J−REITに投資するファンドが上位に―2010年の年間トータルリターン

 モーニングスターはこのほど、2010年の投信市場の概況をまとめた。2010年12月末までの類似ファンド分類ごとの過去1年間のトータルリターンの平均をみると、主要な類似ファンド分類では、「東証リート指数連動型」(17本)の過去1年間のトータルリターンの平均が32.57%、「国内REIT」(38本)の平均が31.44%と、国内REITに投資するファンドの上昇が目立った。
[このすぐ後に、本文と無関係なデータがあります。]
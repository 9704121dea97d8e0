use std::fmt;
use std::str::FromStr;

use serde::Serialize;
use serde_json::{json, Value};

use crate::error::{WebDriverError, WebDriverResult};

/// Browsers known to the capability presets.
#[derive(Debug, Clone, Copy, PartialEq, Eq, Hash)]
pub enum Browser {
    InternetExplorer,
    Chrome,
    Firefox,
    Safari,
    Edge,
    ChromiumEdge,
    HtmlUnit,
}

impl Browser {
    /// The short name used in test configuration, e.g. `"chrome"`.
    pub fn short_name(&self) -> &'static str {
        match self {
            Browser::InternetExplorer => "explorer",
            Browser::Chrome => "chrome",
            Browser::Firefox => "firefox",
            Browser::Safari => "safari",
            Browser::Edge => "edge",
            Browser::ChromiumEdge => "chromium edge",
            Browser::HtmlUnit => "htmlunit",
        }
    }

    /// The `browserName` capability value reported by the driver.
    pub fn capability_name(&self) -> &'static str {
        match self {
            Browser::InternetExplorer => "internet explorer",
            Browser::Chrome => "chrome",
            Browser::Firefox => "firefox",
            Browser::Safari => "safari",
            Browser::Edge | Browser::ChromiumEdge => "MicrosoftEdge",
            Browser::HtmlUnit => "htmlunit",
        }
    }

    /// True if `current` (as reported by the driver) is the browser named by
    /// `expected`, which may be either a short name or a capability name.
    pub fn is_browser(current: &str, expected: &str) -> bool {
        let current = current.trim();
        let expected = expected.trim();
        if current.eq_ignore_ascii_case(expected) {
            return true;
        }
        match expected.parse::<Browser>() {
            Ok(b) => current.eq_ignore_ascii_case(b.capability_name()),
            Err(_) => false,
        }
    }
}

impl FromStr for Browser {
    type Err = WebDriverError;

    fn from_str(s: &str) -> Result<Self, Self::Err> {
        let name = s.trim().to_lowercase();
        let browser = match name.as_str() {
            "chrome" | "googlechrome" => Browser::Chrome,
            "firefox" | "ff" => Browser::Firefox,
            "safari" => Browser::Safari,
            "edge" => Browser::Edge,
            "chromium edge" | "chromiumedge" | "microsoftedge" => Browser::ChromiumEdge,
            "htmlunit" => Browser::HtmlUnit,
            n if n == "ie" || n.contains("explorer") => Browser::InternetExplorer,
            _ => return Err(WebDriverError::general(format!("Unknown browser '{}'", s))),
        };
        Ok(browser)
    }
}

impl fmt::Display for Browser {
    fn fmt(&self, f: &mut fmt::Formatter<'_>) -> fmt::Result {
        f.write_str(self.short_name())
    }
}

/// A JSON capabilities document sent with "new session".
#[derive(Debug, Clone, PartialEq, Serialize)]
#[serde(transparent)]
pub struct DesiredCapabilities {
    capabilities: Value,
}

impl DesiredCapabilities {
    pub fn new(capabilities: Value) -> Self {
        DesiredCapabilities {
            capabilities,
        }
    }

    pub fn for_browser(browser: Browser) -> Self {
        let mut caps = DesiredCapabilities::new(json!({
            "browserName": browser.capability_name(),
        }));
        match browser {
            Browser::Chrome => caps.insert("goog:chromeOptions", json!({ "args": [] })),
            Browser::ChromiumEdge => caps.insert("ms:edgeOptions", json!({ "args": [] })),
            Browser::Firefox => caps.insert("moz:firefoxOptions", json!({})),
            _ => {}
        }
        caps
    }

    pub fn chrome() -> Self {
        Self::for_browser(Browser::Chrome)
    }

    pub fn firefox() -> Self {
        Self::for_browser(Browser::Firefox)
    }

    pub fn edge() -> Self {
        Self::for_browser(Browser::ChromiumEdge)
    }

    pub fn safari() -> Self {
        Self::for_browser(Browser::Safari)
    }

    pub fn internet_explorer() -> Self {
        Self::for_browser(Browser::InternetExplorer)
    }

    pub fn browser_name(&self) -> Option<&str> {
        self.capabilities["browserName"].as_str()
    }

    pub fn get(&self, key: &str) -> Option<&Value> {
        self.capabilities.get(key)
    }

    /// Set a capability, replacing any existing value.
    pub fn set<T: Serialize>(&mut self, key: &str, value: T) -> WebDriverResult<()> {
        let value = serde_json::to_value(value)?;
        self.insert(key, value);
        Ok(())
    }

    /// Append a command-line argument for chromium based browsers.
    pub fn add_chrome_arg(&mut self, arg: &str) -> WebDriverResult<()> {
        let key = match self.browser_name() {
            Some("MicrosoftEdge") => "ms:edgeOptions",
            _ => "goog:chromeOptions",
        };
        let mut args: Vec<String> = match self.capabilities[key]["args"].as_array() {
            Some(a) => serde_json::from_value(Value::Array(a.clone()))?,
            None => Vec::new(),
        };
        if !args.iter().any(|a| a == arg) {
            args.push(arg.to_string());
        }
        self.insert(key, json!({ "args": args }));
        Ok(())
    }

    pub fn as_json(&self) -> &Value {
        &self.capabilities
    }

    fn insert(&mut self, key: &str, value: Value) {
        if let Value::Object(map) = &mut self.capabilities {
            map.insert(key.to_string(), value);
        }
    }
}

#[cfg(test)]
mod tests {
    use super::*;

    #[test]
    fn test_browser_names() {
        assert_eq!("Internet Explorer".parse::<Browser>().unwrap(), Browser::InternetExplorer);
        assert_eq!("chromium edge".parse::<Browser>().unwrap(), Browser::ChromiumEdge);
        assert!("lynx".parse::<Browser>().is_err());
        assert!(Browser::is_browser("MicrosoftEdge", "edge"));
        assert!(Browser::is_browser("internet explorer", "explorer"));
        assert!(!Browser::is_browser("firefox", "chrome"));
    }

    #[test]
    fn test_chrome_args() {
        let mut caps = DesiredCapabilities::chrome();
        caps.add_chrome_arg("--headless").unwrap();
        caps.add_chrome_arg("--headless").unwrap();
        assert_eq!(caps.browser_name(), Some("chrome"));
        assert_eq!(caps.get("goog:chromeOptions"), Some(&json!({"args": ["--headless"]})));
    }
}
 日銀が10月5日にREIT(不動産投資信託)などの金融資産の買い入れを含めた5兆円規模の基金の創設を検討すると発表したことなどから、国内REIT全般が2010年後半に大きく上昇したことが影響した。また、為替ヘッジ付きではあるものの、「国際REIT・北米(為替ヘッジあり)」(10本)などの上昇が目立つなど、グローバルでREITの投資環境が良好だったとみられる。また、全般的に海外資産に投資し為替ヘッジを行うファンドが好調だった。

 このほか、主要な類似ファンド分類ごとにみると、株式に投資するファンドでは「国際株式・エマージング・複数国(為替ヘッジなし)」(140本)の平均が4.51%、「国際株式・グローバル・除く日本(為替ヘッジなし)」(79本)の平均は2.02%となったものの、「国際株式・グローバル・含む日本(為替ヘッジなし)」(139本)の平均はマイナス2.57%となった。
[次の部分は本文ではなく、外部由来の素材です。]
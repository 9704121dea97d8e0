//! Menus and menu bars.
//!
//! Items are addressed by `->` separated paths such as `File->Open`. Opening
//! an item clicks its ancestors first so that the sub-menus are shown.

use std::fmt;
use std::sync::Arc;

use log::{debug, error, warn};

use crate::component::{no_operable, Component, OperableCache};
use crate::components::selectable::HierarchicalSelectable;
use crate::components::ClickOptions;
use crate::domain::Domain;
use crate::error::{ErrorCode, WebDriverError, WebDriverResult};
use crate::model::aria::{self, ATTRIBUTE_ARIA_SELECTED};
use crate::model::{parse_web_element_text, ElementHierarchy, MenuItem, NodeId, TextMatchingCriterion};
use crate::webelement::WebElement;

pub mod aria_menu;
pub mod sap;

pub use aria_menu::AriaMenu;
pub use sap::{PushMenu, SapMenu};

/// Selecting this "item" of a PushMenu goes back to its home page.
pub const HOME_KEY: &str = "SAS_PushMenu_GoHome_SAS";

pub fn is_menu_item_selected(element: &WebElement<'_>) -> bool {
    aria::is_true(element.get_attribute(ATTRIBUTE_ARIA_SELECTED).ok().flatten().as_deref())
}

/// The first line of the item's text; further lines belong to its sub-menu.
pub fn parse_menu_item_text(element: &WebElement<'_>) -> Option<String> {
    parse_web_element_text(element).map(|t| t.lines().next().unwrap_or_default().to_string())
}

/// A menu strategy.
///
/// A clicked menu item usually closes its menu, so there is no selection
/// state to read back; verification is about the item's status instead.
pub trait MenuSelectable: HierarchicalSelectable + fmt::Debug {
    /// Check the item against a status such as `Enabled Menu With 2 MenuItems`.
    fn verify_menu_item(
        &self,
        component: &Component<'_>,
        criterion: &TextMatchingCriterion,
        expected_status: &str,
    ) -> WebDriverResult<()> {
        let (tree, node) = self.matched_node(component, criterion)?;
        let item = MenuItem::new(&tree, node);
        if item.match_status(expected_status) {
            return Ok(());
        }
        let msg = format!(
            "verification error: menu item '{}' does not match status '{}'",
            tree.full_path(node),
            expected_status
        );
        debug!("{}", msg);
        Err(WebDriverError::widget(ErrorCode::VerificationFail, msg))
    }
}

/// Clicked menu items have nothing left to verify once the click went
/// through.
pub(crate) fn menu_item_clicked(tree: &ElementHierarchy, node: NodeId) -> WebDriverResult<()> {
    debug!("menu item '{}' was clicked", tree.full_path(node));
    Ok(())
}

fn create_menu_selectable(component: &Component<'_>) -> WebDriverResult<Arc<dyn MenuSelectable>> {
    let element = component.element();
    match Domain::detect(&element) {
        Domain::Sap => match SapMenu::new(component) {
            Ok(m) => Ok(Arc::new(m)),
            Err(e) => {
                debug!("Cannot create a SAP menu: {}", e);
                match PushMenu::new(component) {
                    Ok(m) => Ok(Arc::new(m)),
                    Err(e) => {
                        warn!("Cannot create a PushMenu: {}", e);
                        Err(no_operable())
                    }
                }
            }
        },
        _ => Ok(Arc::new(AriaMenu::new())),
    }
}

/// A menu or menu bar widget.
pub struct Menu<'a> {
    component: Component<'a>,
    operables: OperableCache<dyn MenuSelectable>,
}

impl<'a> fmt::Debug for Menu<'a> {
    fn fmt(&self, f: &mut fmt::Formatter<'_>) -> fmt::Result {
        f.debug_struct("Menu").field("component", &self.component).finish()
    }
}

impl<'a> Menu<'a> {
    pub fn new(element: WebElement<'a>) -> WebDriverResult<Self> {
        Self::from_component(Component::new(element)?)
    }

    pub fn from_component(component: Component<'a>) -> WebDriverResult<Self> {
        let menu = Menu {
            component,
            operables: OperableCache::new(),
        };
        menu.selectable()?;
        Ok(menu)
    }

    pub fn component(&self) -> &Component<'a> {
        &self.component
    }

    fn selectable(&self) -> WebDriverResult<Arc<dyn MenuSelectable>> {
        self.component.refresh(false);
        let key = self.component.element_id();
        self.operables.get_or_create(&key, || create_menu_selectable(&self.component))
    }

    pub fn select_item(&self, criterion: &TextMatchingCriterion, verify: bool, options: &ClickOptions) -> WebDriverResult<()> {
        self.selectable()?.select_item(&self.component, criterion, verify, options).map_err(|e| {
            error!("Fail to select menu item {}: {}", criterion, e);
            e
        })
    }

    pub fn select_index(&self, index: i64, verify: bool, options: &ClickOptions) -> WebDriverResult<()> {
        self.selectable()?.select_index(&self.component, index, verify, options)
    }

    pub fn activate_item(
        &self,
        criterion: &TextMatchingCriterion,
        verify: bool,
        options: &ClickOptions,
    ) -> WebDriverResult<()> {
        self.selectable()?.activate_item(&self.component, criterion, verify, options)
    }

    pub fn activate_index(&self, index: i64, verify: bool, options: &ClickOptions) -> WebDriverResult<()> {
        self.selectable()?.activate_index(&self.component, index, verify, options)
    }

    pub fn verify_item_selection(&self, criterion: &TextMatchingCriterion, expect_selected: bool) -> WebDriverResult<()> {
        self.selectable()?.verify_item_selection(&self.component, criterion, expect_selected)
    }

    pub fn verify_index_selection(&self, index: i64, expect_selected: bool) -> WebDriverResult<()> {
        self.selectable()?.verify_index_selection(&self.component, index, expect_selected)
    }

    pub fn verify_contains(&self, criterion: &TextMatchingCriterion) -> WebDriverResult<()> {
        self.selectable()?.verify_contains(&self.component, criterion)
    }

    pub fn verify_menu_item(&self, criterion: &TextMatchingCriterion, expected_status: &str) -> WebDriverResult<()> {
        self.selectable()?.verify_menu_item(&self.component, criterion, expected_status)
    }

    pub fn content(&self) -> WebDriverResult<Arc<ElementHierarchy>> {
        self.selectable()?.content(&self.component)
    }

    pub fn matched_node(&self, criterion: &TextMatchingCriterion) -> WebDriverResult<(Arc<ElementHierarchy>, NodeId)> {
        self.selectable()?.matched_node(&self.component, criterion)
    }

    pub fn clear_cache(&self) -> WebDriverResult<()> {
        self.selectable()?.clear_cache();
        Ok(())
    }
}

#[cfg(test)]
mod tests {
    use super::*;
    use crate::common::command::RequestMethod;
    use crate::common::types::ElementId;
    use crate::http::mock_sync::MockDriverSync;
    use serde_json::json;

    #[test]
    fn test_menu_item_text_and_selection() {
        let mock = MockDriverSync::new();
        mock.on_request(RequestMethod::Get, "/element/m1/text", json!("File\nNew\nOpen"));
        mock.on_request(RequestMethod::Get, "/element/m1/attribute/aria-selected", json!("TRUE"));
        let session = mock.session();
        let m1 = WebElement::new(&session, ElementId::from("m1"));
        assert_eq!(parse_menu_item_text(&m1).as_deref(), Some("File"));
        assert!(is_menu_item_selected(&m1));
    }
}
 エマージング株式に投資するファンドの上昇が目立ったものの、エマージングの単一国に投資するファンドでは、「国際株式・インド(為替ヘッジなし)」(30本)が3.37%、「国際株式・ロシア(為替ヘッジなし)」(8本)が13.34%となる一方、「国際株式・ブラジル(為替ヘッジなし)」(23本)の平均はマイナス6.41%、「国際株式・中国(為替ヘッジなし)」(65本)」の平均はマイナス7.27%と明暗が分かれた。

 国内株式に投資するファンドでは「国内大型ブレンド」(315本)の平均が0.74%となるなど全般的に堅調だったが、「国内中型グロース」、「国内大型グロース」などの平均はマイナスとなった。
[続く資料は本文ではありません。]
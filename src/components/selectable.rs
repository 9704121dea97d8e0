//! Selection logic shared by list views and trees.
//!
//! A strategy loads the widget's content once per DOM element and keeps it
//! in a [`ContentCache`]. Items are matched against a
//! [`TextMatchingCriterion`], clicked, and the selection is optionally
//! verified after giving the page time to react.

use std::collections::HashMap;
use std::fmt;
use std::sync::{Arc, Mutex};
use std::thread;
use std::time::Duration;

use log::{debug, error, warn};

use crate::common::types::ElementId;
use crate::component::{is_visible, Component};
use crate::components::{click, ClickOptions};
use crate::error::{ErrorCode, WebDriverError, WebDriverResult};
use crate::js;
use crate::model::{
    self, Element, ElementHierarchy, NodeId, TextMatchingCriterion, INDEX_TRY_ALL_MATCHED_ITEMS,
};
use crate::webelement::WebElement;

/// Pause between refreshing the widget and checking a selection.
pub const VERIFY_SETTLE: Duration = Duration::from_millis(500);

/// Content read from a widget, kept per DOM element.
pub struct ContentCache<T> {
    contents: Mutex<HashMap<ElementId, Arc<T>>>,
}

impl<T> Default for ContentCache<T> {
    fn default() -> Self {
        ContentCache {
            contents: Mutex::new(HashMap::new()),
        }
    }
}

impl<T> fmt::Debug for ContentCache<T> {
    fn fmt(&self, f: &mut fmt::Formatter<'_>) -> fmt::Result {
        let len = self.contents.lock().map(|c| c.len()).unwrap_or_default();
        write!(f, "ContentCache {{ len: {} }}", len)
    }
}

impl<T> ContentCache<T> {
    pub fn new() -> Self {
        ContentCache::default()
    }

    pub fn get_or_load<F>(&self, key: &ElementId, load: F) -> WebDriverResult<Arc<T>>
    where
        F: FnOnce() -> WebDriverResult<T>,
    {
        let mut contents = self.contents.lock().unwrap_or_else(|e| e.into_inner());
        if let Some(c) = contents.get(key) {
            debug!("Get Content from cache.");
            return Ok(c.clone());
        }
        let loaded = Arc::new(load()?);
        contents.insert(key.clone(), loaded.clone());
        Ok(loaded)
    }

    pub fn clear(&self) {
        self.contents.lock().unwrap_or_else(|e| e.into_inner()).clear();
    }
}

fn disabled(what: &str, action: &str) -> WebDriverError {
    let msg = format!("This {} is disabled, it cannot be {}.", what, action);
    error!("{}", msg);
    WebDriverError::general(msg)
}

fn verification_error(msg: String) -> WebDriverError {
    debug!("{}", msg);
    WebDriverError::widget(ErrorCode::VerificationFail, msg)
}

/// Scroll an item to the top of the view, falling back to WebDriver's own
/// scrolling. The widget is refreshed afterwards either way.
pub fn show_on_page(component: &Component<'_>, item: &Element, element: &WebElement<'_>) -> WebDriverResult<()> {
    let shown = js::scroll_into_view(element, true).or_else(|e| {
        let msg = format!("Fail to scroll to item '{}'. Met {}", item.label(), e);
        warn!("{}", msg);
        element.scroll_into_view().map_err(|ex| {
            warn!("Fail to show item '{}' in browser's viewport, due to {}", item.label(), ex);
            WebDriverError::general(msg)
        })
    });
    component.refresh(true);
    shown
}

/// Click an item `clicks` times, scrolling it into view first when forced
/// to or when it is hidden.
pub fn click_item(
    component: &Component<'_>,
    item: &Element,
    options: &ClickOptions,
    clicks: u32,
) -> WebDriverResult<()> {
    let fail = |e: WebDriverError| {
        error!("Met {}", e);
        WebDriverError::general(format!(
            "Fail to select element by id '{}'. due to '{}'",
            item.id(),
            e
        ))
    };

    let element = item.web_element(component.session()).map_err(fail)?;
    if component.session().config().force_scroll || !is_visible(&element) {
        show_on_page(component, item, &element).map_err(fail)?;
    }
    click(&element, options, clicks).map_err(fail)
}

/// Wait for the page to settle after a click and refresh the widget.
pub fn wait_ready(component: &Component<'_>) {
    thread::sleep(component.session().config().wait_ready);
    component.refresh(true);
    thread::sleep(VERIFY_SETTLE);
}

/// Fails unless the item's own selected flag is set.
pub fn verify_selected_flag(item: &Element) -> WebDriverResult<()> {
    if item.selected {
        Ok(())
    } else {
        Err(verification_error(format!(
            "verification error: node '{}' has not been selected.",
            item.label()
        )))
    }
}

/// Check that `item` is (or is not) selected, using `wait_and_verify` which
/// fails with `VERIFICATION_FAIL` when the item is not selected.
pub fn verify_item_state<F>(item: &Element, expect_selected: bool, wait_and_verify: F) -> WebDriverResult<()>
where
    F: FnOnce() -> WebDriverResult<()>,
{
    if item.disabled {
        return Err(disabled("element", "selected"));
    }
    let ok = match wait_and_verify() {
        Ok(()) => expect_selected,
        Err(e) if e.code() == Some(ErrorCode::VerificationFail) => !expect_selected,
        Err(e) => return Err(e),
    };
    if ok {
        Ok(())
    } else {
        Err(verification_error(format!(
            "verification error: element='{}' is {}",
            item,
            if expect_selected { "unselected" } else { "selected" }
        )))
    }
}

/// Verify the selection state of the item described by `criterion`.
///
/// With [`INDEX_TRY_ALL_MATCHED_ITEMS`] every match is tried in turn until
/// one passes.
pub fn verify_criterion_selection<T, F, V>(
    criterion: &TextMatchingCriterion,
    expect_selected: bool,
    mut find: F,
    mut verify: V,
) -> WebDriverResult<()>
where
    F: FnMut(&TextMatchingCriterion) -> WebDriverResult<T>,
    V: FnMut(&T) -> WebDriverResult<()>,
{
    if criterion.expected_index() != INDEX_TRY_ALL_MATCHED_ITEMS {
        let item = find(criterion)?;
        return verify(&item);
    }

    let mut attempt = criterion.clone();
    let mut index = 0;
    loop {
        attempt.set_expected_index(index);
        match find(&attempt) {
            Ok(item) => {
                if verify(&item).is_ok() {
                    return Ok(());
                }
            }
            Err(_) => {
                warn!("cannot find matched element '{}' at {}", criterion.text().unwrap_or_default(), index);
                break;
            }
        }
        index += 1;
    }
    Err(verification_error(format!(
        "verification error: element='{}' is {}",
        criterion.text().unwrap_or_default(),
        if expect_selected { "unselected" } else { "selected" }
    )))
}
//! Items of widgets and the rules for finding them by text or index.

use log::{error, info, warn};
use serde_json::Value;

use crate::error::{WebDriverError, WebDriverResult};

pub mod aria;
pub mod criterion;
pub mod element;
pub mod hierarchy;
pub mod menu_item;

pub use criterion::{TextMatchingCriterion, INDEX_TRY_ALL_MATCHED_ITEMS, INVALID_INDEX};
pub use element::{parse_web_element_text, Element};
pub use hierarchy::{ElementHierarchy, HierarchicalElement, NodeId};
pub use menu_item::MenuItem;

/// Find the item of a flat list described by `criterion`.
///
/// With a text, the n-th item (0-based, n being the expected index) whose
/// label matches is taken. Without a text the item whose own `index` equals
/// the expected index is taken.
pub fn match_list_item<'e>(
    items: &'e [Element],
    criterion: &TextMatchingCriterion,
) -> WebDriverResult<&'e Element> {
    if criterion.text().is_none() {
        return item_by_index(items, criterion.expected_index());
    }

    if items.is_empty() {
        error!("did not get any items from the container");
    }
    let expected = criterion.expected_index();
    let mut matched = 0;
    for (i, item) in items.iter().enumerate() {
        if criterion.match_text(item.label()) {
            if matched == expected {
                info!("matched item '{}' at child index {}", item.label(), i);
                return Ok(item);
            }
            matched += 1;
        }
    }

    error!("Failed to find matching element {}", criterion);
    Err(WebDriverError::general(format!(
        "Failed to find matching element '{}'.",
        criterion.text().unwrap_or_default()
    )))
}

/// The item whose `index` field equals `index`.
pub fn item_by_index(items: &[Element], index: i64) -> WebDriverResult<&Element> {
    items.iter().find(|item| item.index == Some(index)).ok_or_else(|| {
        error!("Fail to find item by index '{}'", index);
        WebDriverError::general(format!("Fail to find item by index '{}'", index))
    })
}

/// Items from a script result: an array of item objects. Items without an
/// index get their position; `null` entries are skipped.
pub fn parse_items(value: &Value) -> Vec<Element> {
    match value {
        Value::Array(items) => items
            .iter()
            .filter(|v| !v.is_null())
            .enumerate()
            .map(|(i, v)| {
                let mut item = Element::from_json(v);
                item.index.get_or_insert(i as i64);
                item
            })
            .collect(),
        Value::Null => Vec::new(),
        other => {
            warn!("Need to handle javascript result: {}", other);
            Vec::new()
        }
    }
}

#[cfg(test)]
mod tests {
    use super::*;
    use serde_json::json;

    fn items() -> Vec<Element> {
        vec![
            Element::from_json(&json!({"label": "Red", "index": 0})),
            Element::from_json(&json!({"label": "Green", "index": 1})),
            Element::from_json(&json!({"label": "Red", "index": 2})),
        ]
    }

    #[test]
    fn test_match_by_text_and_occurrence() {
        let items = items();
        let c = TextMatchingCriterion::new("Red", false, 1);
        assert_eq!(match_list_item(&items, &c).unwrap().index, Some(2));

        let c = TextMatchingCriterion::new("Re", false, 0);
        let err = match_list_item(&items, &c).unwrap_err();
        assert_eq!(err.to_string(), "GENERAL: Failed to find matching element 'Re'.");
    }

    #[test]
    fn test_match_by_index() {
        let items = items();
        let c = TextMatchingCriterion::new_index(1);
        assert_eq!(match_list_item(&items, &c).unwrap().label(), "Green");

        let err = item_by_index(&items, 7).unwrap_err();
        assert_eq!(err.to_string(), "GENERAL: Fail to find item by index '7'");
    }

    #[test]
    fn test_parse_items_fills_index() {
        let items = parse_items(&json!([
            {"label": "A", "value": "a"},
            null,
            {"label": "B", "value": "b", "index": 7, "selected": true},
        ]));
        assert_eq!(items.len(), 2);
        assert_eq!(items[0].index, Some(0));
        assert_eq!(items[1].index, Some(7));
        assert!(items[1].selected);
        assert!(parse_items(&json!("oops")).is_empty());
        assert!(parse_items(&Value::Null).is_empty());
    }
}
 債券に投資するファンドでは、「国際債券・ハイイールド債(為替ヘッジなし)」(101本)の平均が4.93%、「国際債券・エマージング・複数国(為替ヘッジなし)」(137本)の平均が2.35%となったが、「国際債券・グローバル・除く日本(為替ヘッジなし)」(119本)がマイナス6.45%、「国際債券・グローバル・含む日本(為替ヘッジなし)」(77本)がマイナス3.39%となった。グローバルの債券を中心に投資するファンドのパフォーマンスが劣後した。また、国内債券に投資するファンドでは、「国内債券・中長期債」(56本)は2.15%となった。

 複数の資産に投資するファンドでは、「安定成長」(235本)の平均がマイナス1.41%、「安定」(73本)がマイナス0.97%といずれもマイナスとなったが、「成長」(25本)の平均は1.43%となった。